Anonymous pages are dirty by definition (except the zero page, but I
think we recently ditched it). So shrinking of the anonymous pool will
require swapping.

It is indeed the last refuge for those with GFP_NOFS. Allong with the
strict limit on the amount of dirty file pages it also ensures writing
those out will never deadlock the machine as there are always clean file
pages and or anonymous pages to launder.

Your observation about the difference in swap vs file disk patterns is
the motivation (one of the, at least) for Rik van Riel's split VM
series, it is currently not of any consequence.

Swap is indeed special in that it requires 'atomic' writeout. This
requirement comes from the cyclic dependency you outlined and we have to
break: we're out of memory, but need memory to write out pages to free
memory. So we must make it appear as if swap writes are indeed atomic.

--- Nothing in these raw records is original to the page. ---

//! Client settings
//!
//! Defaults live in `client_settings`; a user may override any of them in
//! `user_settings`. Values are stored as text and typed on the way out.

use std::collections::BTreeMap;

use serde::Serialize;
use serde_json::Value;
use sqlx::SqlitePool;
use uuid::Uuid;

#[derive(Debug, Clone, PartialEq, Serialize)]
pub struct SettingValue {
    pub value: Value,
    #[serde(rename = "type")]
    pub data_type: String,
    pub user_override: bool,
}

#[derive(Debug, sqlx::FromRow)]
struct SettingRow {
    name: String,
    value: String,
    data_type: String,
    override_value: Option<String>,
}

/// Typed JSON for a stored value; unparseable numbers stay strings
fn typed_value(raw: &str, data_type: &str) -> Value {
    match data_type {
        "int" => raw
            .trim()
            .parse::<i64>()
            .map(Value::from)
            .unwrap_or_else(|_| Value::from(raw)),
        "bool" => match raw.trim() {
            "1" | "true" => Value::Bool(true),
            "0" | "false" => Value::Bool(false),
            _ => Value::from(raw),
        },
        _ => Value::from(raw),
    }
}

#[derive(Clone)]
pub struct SettingsStore {
    db: SqlitePool,
}

impl SettingsStore {
    pub fn new(db: SqlitePool) -> Self {
        Self { db }
    }

    /// All settings as seen by `user_id`
    pub async fn for_user(
        &self,
        user_id: Uuid,
    ) -> Result<BTreeMap<String, SettingValue>, sqlx::Error> {
        let rows = sqlx::query_as::<_, SettingRow>(
            r#"
            SELECT c.name, c.value, c.data_type, u.value AS override_value
            FROM client_settings AS c
            LEFT JOIN user_settings AS u
                ON c.setting_id = u.setting_id AND u.user_id = ?
            ORDER BY c.name
            "#,
        )
        .bind(user_id)
        .fetch_all(&self.db)
        .await?;

        Ok(rows
            .into_iter()
            .map(|row| {
                let (raw, user_override) = match row.override_value {
                    Some(v) if !v.is_empty() => (v, true),
                    _ => (row.value, false),
                };
                let setting = SettingValue {
                    value: typed_value(&raw, &row.data_type),
                    data_type: row.data_type,
                    user_override,
                };
                (row.name, setting)
            })
            .collect())
    }

    pub async fn set_default(
        &self,
        name: &str,
        value: &str,
        data_type: &str,
    ) -> Result<(), sqlx::Error> {
        sqlx::query(
            r#"
            INSERT INTO client_settings (name, value, data_type)
            VALUES (?, ?, ?)
            ON CONFLICT(name) DO UPDATE SET value = excluded.value, data_type = excluded.data_type
            "#,
        )
        .bind(name)
        .bind(value)
        .bind(data_type)
        .execute(&self.db)
        .await?;

        Ok(())
    }

    /// Returns false when no default named `name` exists
    pub async fn set_override(
        &self,
        user_id: Uuid,
        name: &str,
        value: &str,
    ) -> Result<bool, sqlx::Error> {
        let result = sqlx::query(
            r#"
            INSERT INTO user_settings (setting_id, user_id, value)
            SELECT setting_id, ?, ? FROM client_settings WHERE name = ?
            ON CONFLICT(setting_id, user_id) DO UPDATE SET value = excluded.value
            "#,
        )
        .bind(user_id)
        .bind(value)
        .bind(name)
        .execute(&self.db)
        .await?;

        Ok(result.rows_affected() > 0)
    }
}
/// Build the application router
pub fn router(state: AppState) -> Result<Router, RouteTableError> {
    check_endpoints(&Endpoint::ALL)?;

    let mut by_path: BTreeMap<&'static str, MethodRouter<AppState>> = BTreeMap::new();

    for endpoint in Endpoint::ALL {
        let filter = MethodFilter::try_from(endpoint.method()).map_err(|_| {
            RouteTableError::UnsupportedMethod {
                method: endpoint.method(),
                path: endpoint.path(),
            }
        })?;

        let mut method_router = endpoint.handler(filter);
        if endpoint.resolves_session() {
            method_router = method_router.layer(middleware::from_fn_with_state(
                state.clone(),
                extract::resolve_session,
            ));
        }

        let merged = match by_path.remove(endpoint.path()) {
            Some(existing) => existing.merge(method_router),
            None => method_router,
        };
        by_path.insert(endpoint.path(), merged);
    }

    let mut app = Router::new();
    for (path, method_router) in by_path {
        app = app.route(path, method_router.fallback(method_not_allowed));
    }

    let body_limit = state.config().server.max_part_bytes;

    Ok(app
        .fallback(unknown_route)
        .layer(CatchPanicLayer::custom(panic_response))
        .layer(middleware::from_fn_with_state(
            state.event_log().clone(),
            record_errors,
        ))
        .layer(DefaultBodyLimit::max(body_limit))
        .layer(TraceLayer::new_for_http())
        .with_state(state))
}

async fn method_not_allowed() -> AppError {
    AppError::MethodNotAllowed
}

async fn unknown_route() -> AppError {
    AppError::NotFound("No such endpoint".into())
}

fn panic_response(err: Box<dyn Any + Send + 'static>) -> Response {
    let detail = err
        .downcast_ref::<String>()
        .map(String::as_str)
        .or_else(|| err.downcast_ref::<&str>().copied())
        .unwrap_or("unknown panic");

    AppError::Backend(format!("handler panicked: {}", detail)).into_response()
}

> So we need to be able to write to the swap file/partition without
> needing to allocate any memory ... or only a small well controlled
> amount.
>
> The VM reserves a small amount of memory that can only be allocated
> for use as part of the swap-out procedure. It is only available to
> processes with the PF_MEMALLOC flag set, which is typically just the
> memory cleaner.
>
> Traditionally swap-out is performed directly to block devices (swap
> files on block-device filesystems are supported by examining the
> mapping from file offset to device offset in advance, and then using
> the device offsets to write directly to the device). Block devices
> are (required to be) written to pre-allocate any memory that might be
> needed during write-out, and to block when the pre-allocated memory is
> exhausted and no other memory is available. They can be sure not to
> block forever as the pre-allocated memory will be returned as soon as
> the data it is being used for has been written out. The primary
> mechanism for pre-allocating memory is called "mempools".
>
> This approach does not work for writing anonymous pages
> (i.e. swapping) over a network, using e.g NFS or NBD or iSCSI.
>
>
> The main reason that it does not work is that when data from an anon
> page is written to the network, we must wait for a reply to confirm
> the data is safe. Receiving that reply will consume memory and,
> significantly, we need to allocate memory to an incoming packet before
> we can tell if it is the reply we are waiting for or not.
>
> The secondary reason is that the network code is not written to use
> mempools and in most cases does not need to use them. Changing all
> allocations in the networking layer to use mempools would be quite
> intrusive, and would waste memory, and probably cause a slow-down in
> the common case of not swapping over the network.
>
> These problems are addressed by enhancing the system of memory
> reserves used by PF_MEMALLOC and requiring any in-kernel networking
> client that is used for swap-out to indicate which sockets are used
> for swapout so they can be handled specially in low memory situations.
>
> There are several major parts to this enhancement:
>
> 1/ PG_emergency, GFP_MEMALLOC
>
> To handle low memory conditions we need to know when those
> conditions exist. Having a global "low on memory" flag seems easy,
> but its implementation is problematic. Instead we make it possible
> to tell if a recent memory allocation required use of the emergency
> memory pool.
> For pages returned by alloc_page, the new page flag PG_emergency
> can be tested. If this is set, then a low memory condition was
> current when the page was allocated, so the memory should be used
> carefully.
>
> For memory allocated using slab/slub: If a page that is added to a
> kmem_cache is found to have PG_emergency set, then a ->reserve
> flag is set for the whole kmem_cache. Further allocations will only
> be returned from that page (or any other page in the cache) if they
> are emergency allocation (i.e. PF_MEMALLOC or GFP_MEMALLOC is set).
> Non-emergency allocations will block in alloc_page until a
> non-reserve page is available. Once a non-reserve page has been
> added to the cache, the ->reserve flag on the cache is removed.
> When memory is returned by slab/slub, PG_emergency is set on the page
> holding the memory to match the ->reserve flag on that cache.
>
> After memory has been returned by kmem_cache_alloc or kmalloc, the
> page's PG_emergency flag can be tested. If it is set, then the most
> recent allocation from that cache required reserve memory, so this
> allocation should be used with care.
>
> It is not safe to test the cache's ->reserve flag immediately after
> an allocation as that flag is in per-cpu data, and the process could
> have be rescheduled to a different cpu if preemption is enabled.
> Thus the use of PG_emergency to carry this information.
>
> This allows us to
> a/ request use of the emergency pool when allocating memory
> (GFP_MEMALLOC), and
> b/ to find out if the emergency pool was used.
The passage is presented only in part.